The film is based on William Marchant’s 1955 Broadway comedy sensation, The Desk Set, and tells the story of Bunny Watson (Hepburn), the head of the research department at the Federal Broadcasting Network, and Richard Sumner (Tracy), a computer engineer. Sumner is brought into the television network to upgrade the research department by “computerizing” the office. While initially instructed to keep his job hidden, the quick-witted Bunny easily unmasks Sumner. As a result, Watson and her team—all of whom are women—fear that the Sumner’s new technology will replace their jobs.
Yet, the fear of losing a job isn’t the only thing troubling Bunny. Her current relationship with a network executive has become stagnant and void of passion after seven long years. The introduction of Sumner sparks her interest, and the battle between their two formidable personalities results in a budding, albeit predictable, relationship. Though Bunny initially despises the man she believes will eliminate her job, she eventually falls for his charm and intelligence.
As part of the contest between woman and computer and an expression of her growing personal interest in Sumner, Bunny at one point reveals that she has done some research on him. Bunny finds that Sumner obtained his PhD from MIT and was inducted into Phi Beta Kappa. “You’re Phi Beta Kappa, although you don’t wear your key, which means either you’re modest or you’ve lost it,” Bunny tells him.

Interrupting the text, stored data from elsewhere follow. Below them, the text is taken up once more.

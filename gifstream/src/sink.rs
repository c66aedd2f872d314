// sink.rs
//
// Copyright (c) 2026  Douglas Lau
//
use std::io::{self, Write};

/// Output sink which keeps track of its position
pub(crate) struct Sink<W: Write> {
    /// Wrapped writer
    writer: W,
    /// Number of bytes written
    position: u64,
}

impl<W: Write> Sink<W> {
    /// Wrap a writer
    pub fn new(writer: W) -> Self {
        Sink {
            writer,
            position: 0,
        }
    }

    /// Get the number of bytes written so far
    pub fn position(&self) -> u64 {
        self.position
    }
}

impl<W: Write> Write for Sink<W> {
    fn write(&mut self, buf: &[u8]) -> io::Result<usize> {
        let n = self.writer.write(buf)?;
        self.position += n as u64;
        Ok(n)
    }

    fn flush(&mut self) -> io::Result<()> {
        self.writer.flush()
    }
}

Perhaps he was neither; MIT did not actually have a Phi Beta Kappa chapter until 1971, more than 10 years after the film’s release. It is possible, however, that Sumner only attended MIT for graduate school, and was inducted into Phi Beta Kappa at different university as an undergraduate. Who can say if Bunny’s (or the writer’s) research went that far?
As the movie comes to a close, Bunny’s anxiety about the computer turns out to be unfounded. And true to form, the romantic comedy ends with Bunny and Sumner becoming a couple.
While the film is known as a classic romantic comedy, it is also a humorous interpretation of technology from the early days of computers. But humor has its serious side, and Desk Set raises questions that still plague society today. How far should technology go? Should computers replace human labor? Although the technology in Desk Set is comical by today’s standards (Sumner’s computer is the size of a wall and makes “beeping” and “bopping” noises), the foresight that the film had is remarkable.
It may be dated, but the film is far from obsolete. Including an unexpected reference to Phi Beta Kappa, Desk Set offers an original perspective on how individuals dealt with the beginning of advanced technology.
Steven Reynolds is a junior at Case Western Reserve University majoring in political science and sociology. Case Western Reserve University is home to the Alpha of Ohio Chapter of Phi Beta Kappa.